Measurable Productivity Gains

Internal metrics reveal significant impacts:

Metric Improvement
Document drafting time 40% reduction
Meeting note accuracy 35% increase
Research synthesis speed 50% faster
Cross-team collaboration 60% more frequent

Perhaps most strikingly, junior staff using Copilot demonstrated analysis quality comparable to senior team members in controlled assessments—though Larocca is quick to note this complements rather than replaces human expertise.

Security and Compliance Considerations

As a professional services firm handling sensitive client data, EY implemented robust safeguards:

  • Data Boundary Controls: All Copilot interactions remain within EY's Microsoft 365 tenant
  • Prompt Auditing: Regular reviews of AI-generated content for accuracy and compliance
  • Ethical Use Guidelines: Clear policies on appropriate vs. restricted use cases

"Generative AI isn't about replacing professional judgment," emphasizes Larocca. "It's about augmenting it while maintaining our rigorous standards."

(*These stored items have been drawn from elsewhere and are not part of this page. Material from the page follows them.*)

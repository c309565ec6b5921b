//! Verification error types
//!
//! Every fallible step of a verification attempt (decode, fetch, verify,
//! validate) reports a [`VerifyError`]. Callers that only need the coarse
//! classification use [`VerifyError::kind`]; audit logging uses
//! [`VerifyError::is_integrity_failure`] to separate tampering signals from
//! ordinary rejections.

use serde::{Deserialize, Serialize};
use thiserror::Error;

/// Result type for verification operations
pub type VerifyResult<T> = Result<T, VerifyError>;

/// Coarse failure classification
#[derive(Debug, Clone, Copy, PartialEq, Eq, Hash, Serialize, Deserialize)]
#[serde(rename_all = "snake_case")]
pub enum ErrorKind {
    /// Wrong segment count, undecodable base64url or JSON
    Malformed,
    /// Deployment misconfiguration (e.g. no allowed audiences)
    Configuration,
    /// Trust could not be established: key endpoint unusable or key id unknown
    KeyResolution,
    /// Unsupported algorithm, key-type mismatch or signature mismatch
    Cryptographic,
    /// Issuer, audience, expiry or subject rejected
    Claim,
}

impl ErrorKind {
    /// Stable lowercase name for log fields
    pub fn as_str(&self) -> &'static str {
        match self {
            ErrorKind::Malformed => "malformed",
            ErrorKind::Configuration => "configuration",
            ErrorKind::KeyResolution => "key_resolution",
            ErrorKind::Cryptographic => "cryptographic",
            ErrorKind::Claim => "claim",
        }
    }
}

impl std::fmt::Display for ErrorKind {
    fn fmt(&self, f: &mut std::fmt::Formatter<'_>) -> std::fmt::Result {
        f.write_str(self.as_str())
    }
}

/// Identity token verification errors
#[derive(Error, Debug, Clone, PartialEq, Eq)]
pub enum VerifyError {
    #[error("malformed token: expected 3 segments, found {segments}")]
    MalformedToken { segments: usize },

    #[error("invalid header: {0}")]
    InvalidHeader(String),

    #[error("invalid payload: {0}")]
    InvalidPayload(String),

    #[error("invalid signature encoding")]
    InvalidSignatureEncoding,

    #[error("configuration error: no allowed audiences configured for {provider}")]
    NoAllowedAudiences { provider: String },

    #[error("configuration error: {0}")]
    Configuration(String),

    #[error("key material fetch failed for {endpoint}: {reason}")]
    KeyFetch { endpoint: String, reason: String },

    #[error("no keys found at {endpoint}")]
    NoKeysFound { endpoint: String },

    #[error("missing key id in token header")]
    MissingKeyId,

    #[error("key id not found in key material: {kid}")]
    KeyNotFound { kid: String },

    #[error("invalid key material for key id {kid}: {reason}")]
    InvalidKeyMaterial { kid: String, reason: String },

    #[error("unsupported algorithm: {0}")]
    UnsupportedAlgorithm(String),

    #[error("key type mismatch: expected {expected}, found {found}")]
    KeyTypeMismatch { expected: String, found: String },

    #[error("key not usable for {expected}: {reason}")]
    KeyUsageMismatch { expected: String, reason: String },

    #[error("invalid signature")]
    InvalidSignature,

    #[error("issuer mismatch: {found}")]
    IssuerMismatch { found: String },

    #[error("missing audience claim")]
    MissingAudience,

    #[error("audience mismatch")]
    AudienceMismatch,

    #[error("missing expiry claim")]
    MissingExpiry,

    #[error("token expired at {exp} (now {now})")]
    TokenExpired { exp: i64, now: i64 },

    #[error("missing subject claim")]
    MissingSubject,
}

impl VerifyError {
    /// Classify this error per the failure taxonomy
    pub fn kind(&self) -> ErrorKind {
        match self {
            VerifyError::MalformedToken { .. }
            | VerifyError::InvalidHeader(_)
            | VerifyError::InvalidPayload(_)
            | VerifyError::InvalidSignatureEncoding => ErrorKind::Malformed,
            VerifyError::NoAllowedAudiences { .. } | VerifyError::Configuration(_) => {
                ErrorKind::Configuration
            }
            VerifyError::KeyFetch { .. }
            | VerifyError::NoKeysFound { .. }
            | VerifyError::MissingKeyId
            | VerifyError::KeyNotFound { .. }
            | VerifyError::InvalidKeyMaterial { .. } => ErrorKind::KeyResolution,
            VerifyError::UnsupportedAlgorithm(_)
            | VerifyError::KeyTypeMismatch { .. }
            | VerifyError::KeyUsageMismatch { .. }
            | VerifyError::InvalidSignature => ErrorKind::Cryptographic,
            VerifyError::IssuerMismatch { .. }
            | VerifyError::MissingAudience
            | VerifyError::AudienceMismatch
            | VerifyError::MissingExpiry
            | VerifyError::TokenExpired { .. }
            | VerifyError::MissingSubject => ErrorKind::Claim,
        }
    }

    /// Check if this failure points at tampering or spoofing
    pub fn is_integrity_failure(&self) -> bool {
        self.kind() == ErrorKind::Cryptographic
    }

    /// Get error category for metrics and logging
    pub fn category(&self) -> &'static str {
        match self {
            VerifyError::MalformedToken { .. } => "malformed_token",
            VerifyError::InvalidHeader(_) => "invalid_header",
            VerifyError::InvalidPayload(_) => "invalid_payload",
            VerifyError::InvalidSignatureEncoding => "invalid_signature_encoding",
            VerifyError::NoAllowedAudiences { .. } => "no_allowed_audiences",
            VerifyError::Configuration(_) => "configuration",
            VerifyError::KeyFetch { .. } => "key_fetch",
            VerifyError::NoKeysFound { .. } => "no_keys_found",
            VerifyError::MissingKeyId => "missing_key_id",
            VerifyError::KeyNotFound { .. } => "key_not_found",
            VerifyError::InvalidKeyMaterial { .. } => "invalid_key_material",
            VerifyError::UnsupportedAlgorithm(_) => "unsupported_algorithm",
            VerifyError::KeyTypeMismatch { .. } => "key_type_mismatch",
            VerifyError::KeyUsageMismatch { .. } => "key_usage_mismatch",
            VerifyError::InvalidSignature => "invalid_signature",
            VerifyError::IssuerMismatch { .. } => "issuer_mismatch",
            VerifyError::MissingAudience => "missing_audience",
            VerifyError::AudienceMismatch => "audience_mismatch",
            VerifyError::MissingExpiry => "missing_expiry",
            VerifyError::TokenExpired { .. } => "token_expired",
            VerifyError::MissingSubject => "missing_subject",
        }
    }

    pub(crate) fn key_fetch(endpoint: &str, reason: impl Into<String>) -> Self {
        VerifyError::KeyFetch {
            endpoint: endpoint.to_string(),
            reason: reason.into(),
        }
    }
}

The Human-AI Collaboration Model

EY's approach highlights three critical success factors for enterprise AI adoption:

  1. Upskilling Programs: Mandatory training on prompt engineering and AI literacy
  2. Use Case Libraries: Curated examples of high-value Copilot applications by role
  3. Feedback Loops: Continuous improvement through user experience monitoring

This framework has reduced typical resistance to new technologies from 6-9 months to just 8-10 weeks for full proficiency.

Future Roadmap

Looking ahead, EY plans to:

  • Integrate Copilot with proprietary knowledge management systems
  • Develop custom GPTs for specialized service lines
  • Expand AI-assisted client reporting capabilities

"We're just scratching the surface," Larocca observes. "The next phase is moving from productivity gains to transformational insights."

For enterprises considering similar deployments, EY's experience offers several key lessons: start with concrete use cases, invest in change management, and view AI as a capability multiplier rather than a cost-cutting tool. As Larocca puts it: "The winners in this space won't be those with the most advanced AI, but those who best integrate it with human expertise."